Set down the entries once more exactly as they were written.

The data Block Start

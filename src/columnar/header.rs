//! Columnar day-file header.
//!
//! Every columnar day file opens with a fixed 256-byte header:
//!
//! ```text
//! [magic: 6 bytes]          // schema tag, e.g. "L2COL\n"
//! [header_size: u16]        // 256
//! [version: u16]
//! [padding: u16 + u32]
//! [product: 16 bytes]       // NUL-padded tag
//! [day_start_s: u64]        // UTC day start, epoch seconds
//! [rows: u64]               // rows safely flushed
//! [capacity: u64]           // row capacity of the column arrays
//! [col_off: u64 x COLS]     // absolute byte offset of each column
//! [col_sz: u64 x COLS]      // element size of each column
//! [zero padding to 256]
//! ```

use bytes::{Buf, BufMut};

use crate::error::{Error, Result};
use crate::schema::Schema;

/// Encoded size of a [`ColumnFileHeader`].
pub const COL_HEADER_SIZE: usize = 256;

/// Decoded form of the columnar day-file header.
#[derive(Debug, Clone, PartialEq, Eq)]
pub struct ColumnFileHeader {
    /// Schema magic tag.
    pub magic: [u8; 6],
    /// Total header size in bytes, always 256.
    pub header_size: u16,
    /// Schema format version.
    pub version: u16,
    /// NUL-padded product tag.
    pub product: [u8; 16],
    /// UTC day start in epoch seconds.
    pub day_start_s: u64,
    /// Number of rows safely flushed to the column arrays.
    pub rows: u64,
    /// Row capacity of the column arrays.
    pub capacity: u64,
    /// Absolute byte offset of each column array.
    pub col_off: Vec<u64>,
    /// Element size in bytes of each column.
    pub col_sz: Vec<u64>,
}

impl ColumnFileHeader {
    /// Builds a fresh header for a day file with contiguous column arrays.
    pub fn new<S: Schema>(product: &str, day_start_s: u64, capacity: u64) -> Self {
        let mut product_tag = [0u8; 16];
        let bytes = product.as_bytes();
        let n = bytes.len().min(15);
        product_tag[..n].copy_from_slice(&bytes[..n]);

        let mut col_off = Vec::with_capacity(S::COLS);
        let mut col_sz = Vec::with_capacity(S::COLS);
        let mut off = COL_HEADER_SIZE as u64;
        for c in 0..S::COLS {
            col_off.push(off);
            col_sz.push(S::col_size(c) as u64);
            off += capacity * S::col_size(c) as u64;
        }

        Self {
            magic: S::MAGIC,
            header_size: COL_HEADER_SIZE as u16,
            version: S::VERSION,
            product: product_tag,
            day_start_s,
            rows: 0,
            capacity,
            col_off,
            col_sz,
        }
    }

    /// Total file size implied by the header's capacity and column sizes.
    pub fn file_bytes(&self) -> u64 {
        COL_HEADER_SIZE as u64 + self.capacity * self.col_sz.iter().sum::<u64>()
    }

    /// Serializes the header into the first [`COL_HEADER_SIZE`] bytes of `buf`.
    pub fn encode(&self, buf: &mut [u8]) {
        buf[..COL_HEADER_SIZE].fill(0);
        let mut b = &mut buf[..COL_HEADER_SIZE];
        b.put_slice(&self.magic);
        b.put_u16_le(self.header_size);
        b.put_u16_le(self.version);
        b.put_u16_le(0); // padding
        b.put_u32_le(0); // padding
        b.put_slice(&self.product);
        b.put_u64_le(self.day_start_s);
        b.put_u64_le(self.rows);
        b.put_u64_le(self.capacity);
        for off in &self.col_off {
            b.put_u64_le(*off);
        }
        for sz in &self.col_sz {
            b.put_u64_le(*sz);
        }
    }

    /// Deserializes a header from the front of `src`, verifying the magic.
    pub fn decode<S: Schema>(src: &[u8]) -> Result<Self> {
        if src.len() < COL_HEADER_SIZE {
            return Err(Error::TooSmall { need: COL_HEADER_SIZE, have: src.len() });
        }

        let mut b = src;
        let mut magic = [0u8; 6];
        b.copy_to_slice(&mut magic);
        if magic != S::MAGIC {
            return Err(Error::bad_magic(&S::MAGIC, &magic));
        }

        let header_size = b.get_u16_le();
        let version = b.get_u16_le();
        let _pad16 = b.get_u16_le();
        let _pad32 = b.get_u32_le();
        let mut product = [0u8; 16];
        b.copy_to_slice(&mut product);
        let day_start_s = b.get_u64_le();
        let rows = b.get_u64_le();
        let capacity = b.get_u64_le();
        let mut col_off = Vec::with_capacity(S::COLS);
        for _ in 0..S::COLS {
            col_off.push(b.get_u64_le());
        }
        let mut col_sz = Vec::with_capacity(S::COLS);
        for _ in 0..S::COLS {
            col_sz.push(b.get_u64_le());
        }

        Ok(Self {
            magic,
            header_size,
            version,
            product,
            day_start_s,
            rows,
            capacity,
            col_off,
            col_sz,
        })
    }
}

#[cfg(test)]
mod tests {
    use super::*;
    use crate::schema::{L2Schema, L3Schema, VoiSchema};

    #[test]
    fn test_header_roundtrip() {
        let mut hdr = ColumnFileHeader::new::<L2Schema>("BTC-USD", 1_704_067_200, 1024);
        hdr.rows = 77;

        let mut buf = [0u8; COL_HEADER_SIZE];
        hdr.encode(&mut buf);

        let decoded = ColumnFileHeader::decode::<L2Schema>(&buf).unwrap();
        assert_eq!(decoded, hdr);
    }

    #[test]
    fn test_column_layout_is_contiguous() {
        let hdr = ColumnFileHeader::new::<L3Schema>("ES", 0, 100);
        assert_eq!(hdr.col_off[0], 256);
        for c in 1..L3Schema::COLS {
            assert_eq!(hdr.col_off[c], hdr.col_off[c - 1] + 100 * hdr.col_sz[c - 1]);
        }
        assert_eq!(hdr.file_bytes(), 256 + 100 * (8 + 8 + 4 + 4 + 1 + 1));
    }

    #[test]
    fn test_wrong_schema_magic_rejected() {
        let hdr = ColumnFileHeader::new::<L2Schema>("BTC-USD", 0, 16);
        let mut buf = [0u8; COL_HEADER_SIZE];
        hdr.encode(&mut buf);

        let err = ColumnFileHeader::decode::<VoiSchema>(&buf).unwrap_err();
        assert!(matches!(err, Error::BadMagic { .. }));
    }

    #[test]
    fn test_long_product_truncated() {
        let hdr =
            ColumnFileHeader::new::<L2Schema>("A-VERY-LONG-PRODUCT-NAME", 0, 16);
        assert_eq!(hdr.product[15], 0, "tag keeps a trailing NUL");
    }
}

The data Block End

Answer box:
filename src/columnar/header.rs
//! Columnar day-file header.
//!
//! Every columnar day file opens with a fixed 256-byte header:
//!
//! ```text
//! [magic: 6 bytes]          // schema tag, e.g. "L2COL\n"
//! [header_size: u16]        // 256
//! [version: u16]
//! [padding: u16 + u32]
//! [product: 16 bytes]       // NUL-padded tag
//! [day_start_s: u64]        // UTC day start, epoch seconds
//! [rows: u64]               // rows safely flushed
//! [capacity: u64]           // row capacity of the column arrays
//! [col_off: u64 x COLS]     // absolute byte offset of each column
//! [col_sz: u64 x COLS]      // element size of each column
//! [zero padding to 256]
//! ```

use bytes::{Buf, BufMut};

use crate::error::{Error, Result};
use crate::schema::Schema;

/// Encoded size of a [`ColumnFileHeader`].
pub const COL_HEADER_SIZE: usize = 256;

/// Decoded form of the columnar day-file header.
#[derive(Debug, Clone, PartialEq, Eq)]
pub struct ColumnFileHeader {
    /// Schema magic tag.
    pub magic: [u8; 6],
    /// Total header size in bytes, always 256.
    pub header_size: u16,
    /// Schema format version.
    pub version: u16,
    /// NUL-padded product tag.
    pub product: [u8; 16],
    /// UTC day start in epoch seconds.
    pub day_start_s: u64,
    /// Number of rows safely flushed to the column arrays.
    pub rows: u64,
    /// Row capacity of the column arrays.
    pub capacity: u64,
    /// Absolute byte offset of each column array.
    pub col_off: Vec<u64>,
    /// Element size in bytes of each column.
    pub col_sz: Vec<u64>,
}

impl ColumnFileHeader {
    /// Builds a fresh header for a day file with contiguous column arrays.
    pub fn new<S: Schema>(product: &str, day_start_s: u64, capacity: u64) -> Self {
        let mut product_tag = [0u8; 16];
        let bytes = product.as_bytes();
        let n = bytes.len().min(15);
        product_tag[..n].copy_from_slice(&bytes[..n]);

        let mut col_off = Vec::with_capacity(S::COLS);
        let mut col_sz = Vec::with_capacity(S::COLS);
        let mut off = COL_HEADER_SIZE as u64;
        for c in 0..S::COLS {
            col_off.push(off);
            col_sz.push(S::col_size(c) as u64);
            off += capacity * S::col_size(c) as u64;
        }

        Self {
            magic: S::MAGIC,
            header_size: COL_HEADER_SIZE as u16,
            version: S::VERSION,
            product: product_tag,
            day_start_s,
            rows: 0,
            capacity,
            col_off,
            col_sz,
        }
    }

    /// Total file size implied by the header's capacity and column sizes.
    pub fn file_bytes(&self) -> u64 {
        COL_HEADER_SIZE as u64 + self.capacity * self.col_sz.iter().sum::<u64>()
    }

    /// Serializes the header into the first [`COL_HEADER_SIZE`] bytes of `buf`.
    pub fn encode(&self, buf: &mut [u8]) {
        buf[..COL_HEADER_SIZE].fill(0);
        let mut b = &mut buf[..COL_HEADER_SIZE];
        b.put_slice(&self.magic);
        b.put_u16_le(self.header_size);
        b.put_u16_le(self.version);
        b.put_u16_le(0); // padding
        b.put_u32_le(0); // padding
        b.put_slice(&self.product);
        b.put_u64_le(self.day_start_s);
        b.put_u64_le(self.rows);
        b.put_u64_le(self.capacity);
        for off in &self.col_off {
            b.put_u64_le(*off);
        }
        for sz in &self.col_sz {
            b.put_u64_le(*sz);
        }
    }

    /// Deserializes a header from the front of `src`, verifying the magic.
    pub fn decode<S: Schema>(src: &[u8]) -> Result<Self> {
        if src.len() < COL_HEADER_SIZE {
            return Err(Error::TooSmall { need: COL_HEADER_SIZE, have: src.len() });
        }

        let mut b = src;
        let mut magic = [0u8; 6];
        b.copy_to_slice(&mut magic);
        if magic != S::MAGIC {
            return Err(Error::bad_magic(&S::MAGIC, &magic));
        }

        let header_size = b.get_u16_le();
        let version = b.get_u16_le();
        let _pad16 = b.get_u16_le();
        let _pad32 = b.get_u32_le();
        let mut product = [0u8; 16];
        b.copy_to_slice(&mut product);
        let day_start_s = b.get_u64_le();
        let rows = b.get_u64_le();
        let capacity = b.get_u64_le();
        let mut col_off = Vec::with_capacity(S::COLS);
        for _ in 0..S::COLS {
            col_off.push(b.get_u64_le());
        }
        let mut col_sz = Vec::with_capacity(S::COLS);
        for _ in 0..S::COLS {
            col_sz.push(b.get_u64_le());
        }

        Ok(Self {
            magic,
            header_size,
            version,
            product,
            day_start_s,
            rows,
            capacity,
            col_off,
            col_sz,
        })
    }
}

#[cfg(test)]
mod tests {
    use super::*;
    use crate::schema::{L2Schema, L3Schema, VoiSchema};

    #[test]
    fn test_header_roundtrip() {
        let mut hdr = ColumnFileHeader::new::<L2Schema>("BTC-USD", 1_704_067_200, 1024);
        hdr.rows = 77;

        let mut buf = [0u8; COL_HEADER_SIZE];
        hdr.encode(&mut buf);

        let decoded = ColumnFileHeader::decode::<L2Schema>(&buf).unwrap();
        assert_eq!(decoded, hdr);
    }

    #[test]
    fn test_column_layout_is_contiguous() {
        let hdr = ColumnFileHeader::new::<L3Schema>("ES", 0, 100);
        assert_eq!(hdr.col_off[0], 256);
        for c in 1..L3Schema::COLS {
            assert_eq!(hdr.col_off[c], hdr.col_off[c - 1] + 100 * hdr.col_sz[c - 1]);
        }
        assert_eq!(hdr.file_bytes(), 256 + 100 * (8 + 8 + 4 + 4 + 1 + 1));
    }

    #[test]
    fn test_wrong_schema_magic_rejected() {
        let hdr = ColumnFileHeader::new::<L2Schema>("BTC-USD", 0, 16);
        let mut buf = [0u8; COL_HEADER_SIZE];
        hdr.encode(&mut buf);

        let err = ColumnFileHeader::decode::<VoiSchema>(&buf).unwrap_err();
        assert!(matches!(err, Error::BadMagic { .. }));
    }

    #[test]
    fn test_long_product_truncated() {
        let hdr =
            ColumnFileHeader::new::<L2Schema>("A-VERY-LONG-PRODUCT-NAME", 0, 16);
        assert_eq!(hdr.product[15], 0, "tag keeps a trailing NUL");
    }
}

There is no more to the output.